From the first line to the last, transcribe the material exactly.

#### [Raw data]
((
//! End-to-end pipeline tests: ingest days into a file-backed archive, then
//! run the estimators over it.

use chrono::{DateTime, Days, NaiveDate, TimeZone, Utc};
use tempfile::TempDir;
use vt_common::{
    DailyLogs, Gender, LearningLog, Metric, ScreenLog, SleepLog, TrainingLog, UserProfile,
    WeightEntry,
};
use vt_config::Tunables;
use vt_core::baseline::calculate_baseline;
use vt_core::correlation::{
    find_strongest_correlations, generate_correlation_matrix, multi_variate_regression,
};
use vt_core::forecast::{calculate_goal_probability, forecast_metric, Trend};
use vt_core::impute::{fill_gaps, impute_missing_score, ImputationConfidence};
use vt_core::pipeline::ingest_day;
use vt_core::store::{JsonFileBackend, TimeSeriesStore};

fn start() -> NaiveDate {
    NaiveDate::from_ymd_opt(2026, 2, 2).unwrap()
}

fn captured(day: u64) -> DateTime<Utc> {
    Utc.with_ymd_and_hms(2026, 2, 2, 21, 0, 0).unwrap() + chrono::Duration::days(day as i64)
}

fn profile() -> UserProfile {
    UserProfile {
        weight_kg: 68.0,
        height_cm: 172.0,
        age_years: 29.0,
        gender: Gender::Female,
    }
}

/// Sleep improves steadily; screen time falls with it.
fn logs_for(day: u64) -> DailyLogs {
    let d = day as f64;
    DailyLogs {
        learning: LearningLog {
            active: 30.0 + 5.0 * d,
            passive: 20.0,
        },
        screen: ScreenLog {
            social: (40.0 - 2.0 * d).max(0.0),
            entertainment: 10.0,
            productive: 30.0,
        },
        training: TrainingLog {
            total_volume_kg: 6_000.0 + 200.0 * d,
        },
        sleep: SleepLog {
            duration_hours: (5.0 + 0.15 * d).min(8.0),
            quality_score: 6.0,
            nap_minutes: 0.0,
        },
        ..Default::default()
    }
}

fn open(dir: &TempDir) -> TimeSeriesStore {
    let backend = JsonFileBackend::new(dir.path().join("archive.json"));
    TimeSeriesStore::open(Box::new(backend), 30).unwrap()
}

fn ingest_days(store: &mut TimeSeriesStore, days: u64) {
    let tunables = Tunables::default();
    for day in 0..days {
        ingest_day(
            store,
            start() + Days::new(day),
            &logs_for(day),
            &profile(),
            &[],
            &tunables,
            captured(day),
        )
        .unwrap();
    }
}

#[test]
fn archive_survives_reopen() {
    let dir = TempDir::new().unwrap();
    {
        let mut store = open(&dir);
        ingest_days(&mut store, 12);
    }
    let store = open(&dir);
    assert_eq!(store.len(), 12);
    assert_eq!(store.latest_date(), Some(start() + Days::new(11)));
    let sleep = store.read_metric(Metric::Sleep, 30);
    assert_eq!(sleep.len(), 12);
    assert!(sleep.last().unwrap().value > sleep.first().unwrap().value);
}

#[test]
fn capacity_evicts_oldest_across_reopen() {
    let dir = TempDir::new().unwrap();
    let mut store = open(&dir);
    ingest_days(&mut store, 35);
    assert_eq!(store.len(), 30);
    assert!(store.get(start()).is_none());
    assert!(store.get(start() + Days::new(5)).is_some());

    let reopened = open(&dir);
    assert_eq!(reopened.len(), 30);
}

#[test]
fn estimators_over_a_growing_archive() {
    let dir = TempDir::new().unwrap();
    let mut store = open(&dir);
    let tunables = Tunables::default();

    ingest_days(&mut store, 5);
    assert!(forecast_metric(&store, Metric::Sleep, 7, &tunables.forecast).is_err());
    assert!(multi_variate_regression(
        &store,
        Metric::System,
        &[Metric::Sleep],
        &tunables.correlation
    )
    .is_err());

    ingest_days(&mut store, 14);
    let baseline = calculate_baseline(&store, Metric::Sleep, 14, &tunables.baseline);
    assert!(baseline.sufficient);
    assert_eq!(baseline.sample_count, 14);

    let forecast = forecast_metric(&store, Metric::Sleep, 7, &tunables.forecast).unwrap();
    assert_eq!(forecast.trend, Trend::Improving);
    assert_eq!(forecast.points().count(), 7);

    let matrix = generate_correlation_matrix(&store, 30);
    assert!(matrix.get(Metric::Sleep, Metric::Screen) > 0.5);
    let strongest = find_strongest_correlations(&matrix, &tunables.correlation);
    assert_eq!(strongest.len(), 5);

    let regression = multi_variate_regression(
        &store,
        Metric::System,
        &[Metric::Sleep, Metric::Screen, Metric::Training],
        &tunables.correlation,
    )
    .unwrap();
    assert_eq!(regression.sample_size, 14);
    assert_eq!(regression.predictors.len(), 3);

    let goal =
        calculate_goal_probability(&store, Metric::Sleep, 100.0, 14, &tunables.forecast).unwrap();
    assert!((0.0..=100.0).contains(&goal.probability));
}

#[test]
fn imputation_fills_a_skipped_day() {
    let dir = TempDir::new().unwrap();
    let mut store = open(&dir);
    let tunables = Tunables::default();
    for day in (0..14).filter(|d| *d != 9) {
        ingest_day(
            &mut store,
            start() + Days::new(day),
            &logs_for(day),
            &profile(),
            &[],
            &tunables,
            captured(day),
        )
        .unwrap();
    }

    let missing = start() + Days::new(9);
    let imputed = impute_missing_score(&store, Metric::Sleep, missing, &tunables.imputation);
    assert_eq!(imputed.history_points, 13);
    assert!(imputed.confidence >= ImputationConfidence::Low);

    let observed = store.read_metric(Metric::Sleep, 30);
    let filled = fill_gaps(&observed, Metric::Sleep, &store, &tunables.imputation);
    assert_eq!(filled.len(), 14);
    let gap: Vec<_> = filled.iter().filter(|p| p.is_imputed).collect();
    assert_eq!(gap.len(), 1);
    assert_eq!(gap[0].date, missing);
    assert_eq!(gap[0].value, imputed.value);
}

#[test]
fn weight_history_shapes_nutrition_targets() {
    let store = TimeSeriesStore::in_memory(30);
    let tunables = Tunables::default();
    let gaining: Vec<WeightEntry> = (0..7)
        .map(|i| WeightEntry {
            date: start() + Days::new(i),
            weight_kg: 68.0 + 0.3 * i as f64,
        })
        .collect();
    let day = vt_core::scoring::score_day(
        start() + Days::new(7),
        &DailyLogs::default(),
        &profile(),
        &gaining,
        &store,
        &tunables,
    )
    .unwrap();
    assert!(day.targets.recommendation.contains("deficit"));
    assert!((day.nutrition.optimal.protein - 68.0 * 2.2).abs() < 1e-9);
}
))
#### [Completed task]
//! End-to-end pipeline tests: ingest days into a file-backed archive, then
//! run the estimators over it.

use chrono::{DateTime, Days, NaiveDate, TimeZone, Utc};
use tempfile::TempDir;
use vt_common::{
    DailyLogs, Gender, LearningLog, Metric, ScreenLog, SleepLog, TrainingLog, UserProfile,
    WeightEntry,
};
use vt_config::Tunables;
use vt_core::baseline::calculate_baseline;
use vt_core::correlation::{
    find_strongest_correlations, generate_correlation_matrix, multi_variate_regression,
};
use vt_core::forecast::{calculate_goal_probability, forecast_metric, Trend};
use vt_core::impute::{fill_gaps, impute_missing_score, ImputationConfidence};
use vt_core::pipeline::ingest_day;
use vt_core::store::{JsonFileBackend, TimeSeriesStore};

fn start() -> NaiveDate {
    NaiveDate::from_ymd_opt(2026, 2, 2).unwrap()
}

fn captured(day: u64) -> DateTime<Utc> {
    Utc.with_ymd_and_hms(2026, 2, 2, 21, 0, 0).unwrap() + chrono::Duration::days(day as i64)
}

fn profile() -> UserProfile {
    UserProfile {
        weight_kg: 68.0,
        height_cm: 172.0,
        age_years: 29.0,
        gender: Gender::Female,
    }
}

/// Sleep improves steadily; screen time falls with it.
fn logs_for(day: u64) -> DailyLogs {
    let d = day as f64;
    DailyLogs {
        learning: LearningLog {
            active: 30.0 + 5.0 * d,
            passive: 20.0,
        },
        screen: ScreenLog {
            social: (40.0 - 2.0 * d).max(0.0),
            entertainment: 10.0,
            productive: 30.0,
        },
        training: TrainingLog {
            total_volume_kg: 6_000.0 + 200.0 * d,
        },
        sleep: SleepLog {
            duration_hours: (5.0 + 0.15 * d).min(8.0),
            quality_score: 6.0,
            nap_minutes: 0.0,
        },
        ..Default::default()
    }
}

fn open(dir: &TempDir) -> TimeSeriesStore {
    let backend = JsonFileBackend::new(dir.path().join("archive.json"));
    TimeSeriesStore::open(Box::new(backend), 30).unwrap()
}

fn ingest_days(store: &mut TimeSeriesStore, days: u64) {
    let tunables = Tunables::default();
    for day in 0..days {
        ingest_day(
            store,
            start() + Days::new(day),
            &logs_for(day),
            &profile(),
            &[],
            &tunables,
            captured(day),
        )
        .unwrap();
    }
}

#[test]
fn archive_survives_reopen() {
    let dir = TempDir::new().unwrap();
    {
        let mut store = open(&dir);
        ingest_days(&mut store, 12);
    }
    let store = open(&dir);
    assert_eq!(store.len(), 12);
    assert_eq!(store.latest_date(), Some(start() + Days::new(11)));
    let sleep = store.read_metric(Metric::Sleep, 30);
    assert_eq!(sleep.len(), 12);
    assert!(sleep.last().unwrap().value > sleep.first().unwrap().value);
}

#[test]
fn capacity_evicts_oldest_across_reopen() {
    let dir = TempDir::new().unwrap();
    let mut store = open(&dir);
    ingest_days(&mut store, 35);
    assert_eq!(store.len(), 30);
    assert!(store.get(start()).is_none());
    assert!(store.get(start() + Days::new(5)).is_some());

    let reopened = open(&dir);
    assert_eq!(reopened.len(), 30);
}

#[test]
fn estimators_over_a_growing_archive() {
    let dir = TempDir::new().unwrap();
    let mut store = open(&dir);
    let tunables = Tunables::default();

    ingest_days(&mut store, 5);
    assert!(forecast_metric(&store, Metric::Sleep, 7, &tunables.forecast).is_err());
    assert!(multi_variate_regression(
        &store,
        Metric::System,
        &[Metric::Sleep],
        &tunables.correlation
    )
    .is_err());

    ingest_days(&mut store, 14);
    let baseline = calculate_baseline(&store, Metric::Sleep, 14, &tunables.baseline);
    assert!(baseline.sufficient);
    assert_eq!(baseline.sample_count, 14);

    let forecast = forecast_metric(&store, Metric::Sleep, 7, &tunables.forecast).unwrap();
    assert_eq!(forecast.trend, Trend::Improving);
    assert_eq!(forecast.points().count(), 7);

    let matrix = generate_correlation_matrix(&store, 30);
    assert!(matrix.get(Metric::Sleep, Metric::Screen) > 0.5);
    let strongest = find_strongest_correlations(&matrix, &tunables.correlation);
    assert_eq!(strongest.len(), 5);

    let regression = multi_variate_regression(
        &store,
        Metric::System,
        &[Metric::Sleep, Metric::Screen, Metric::Training],
        &tunables.correlation,
    )
    .unwrap();
    assert_eq!(regression.sample_size, 14);
    assert_eq!(regression.predictors.len(), 3);

    let goal =
        calculate_goal_probability(&store, Metric::Sleep, 100.0, 14, &tunables.forecast).unwrap();
    assert!((0.0..=100.0).contains(&goal.probability));
}

#[test]
fn imputation_fills_a_skipped_day() {
    let dir = TempDir::new().unwrap();
    let mut store = open(&dir);
    let tunables = Tunables::default();
    for day in (0..14).filter(|d| *d != 9) {
        ingest_day(
            &mut store,
            start() + Days::new(day),
            &logs_for(day),
            &profile(),
            &[],
            &tunables,
            captured(day),
        )
        .unwrap();
    }

    let missing = start() + Days::new(9);
    let imputed = impute_missing_score(&store, Metric::Sleep, missing, &tunables.imputation);
    assert_eq!(imputed.history_points, 13);
    assert!(imputed.confidence >= ImputationConfidence::Low);

    let observed = store.read_metric(Metric::Sleep, 30);
    let filled = fill_gaps(&observed, Metric::Sleep, &store, &tunables.imputation);
    assert_eq!(filled.len(), 14);
    let gap: Vec<_> = filled.iter().filter(|p| p.is_imputed).collect();
    assert_eq!(gap.len(), 1);
    assert_eq!(gap[0].date, missing);
    assert_eq!(gap[0].value, imputed.value);
}

#[test]
fn weight_history_shapes_nutrition_targets() {
    let store = TimeSeriesStore::in_memory(30);
    let tunables = Tunables::default();
    let gaining: Vec<WeightEntry> = (0..7)
        .map(|i| WeightEntry {
            date: start() + Days::new(i),
            weight_kg: 68.0 + 0.3 * i as f64,
        })
        .collect();
    let day = vt_core::scoring::score_day(
        start() + Days::new(7),
        &DailyLogs::default(),
        &profile(),
        &gaining,
        &store,
        &tunables,
    )
    .unwrap();
    assert!(day.targets.recommendation.contains("deficit"));
    assert!((day.nutrition.optimal.protein - 68.0 * 2.2).abs() < 1e-9);
}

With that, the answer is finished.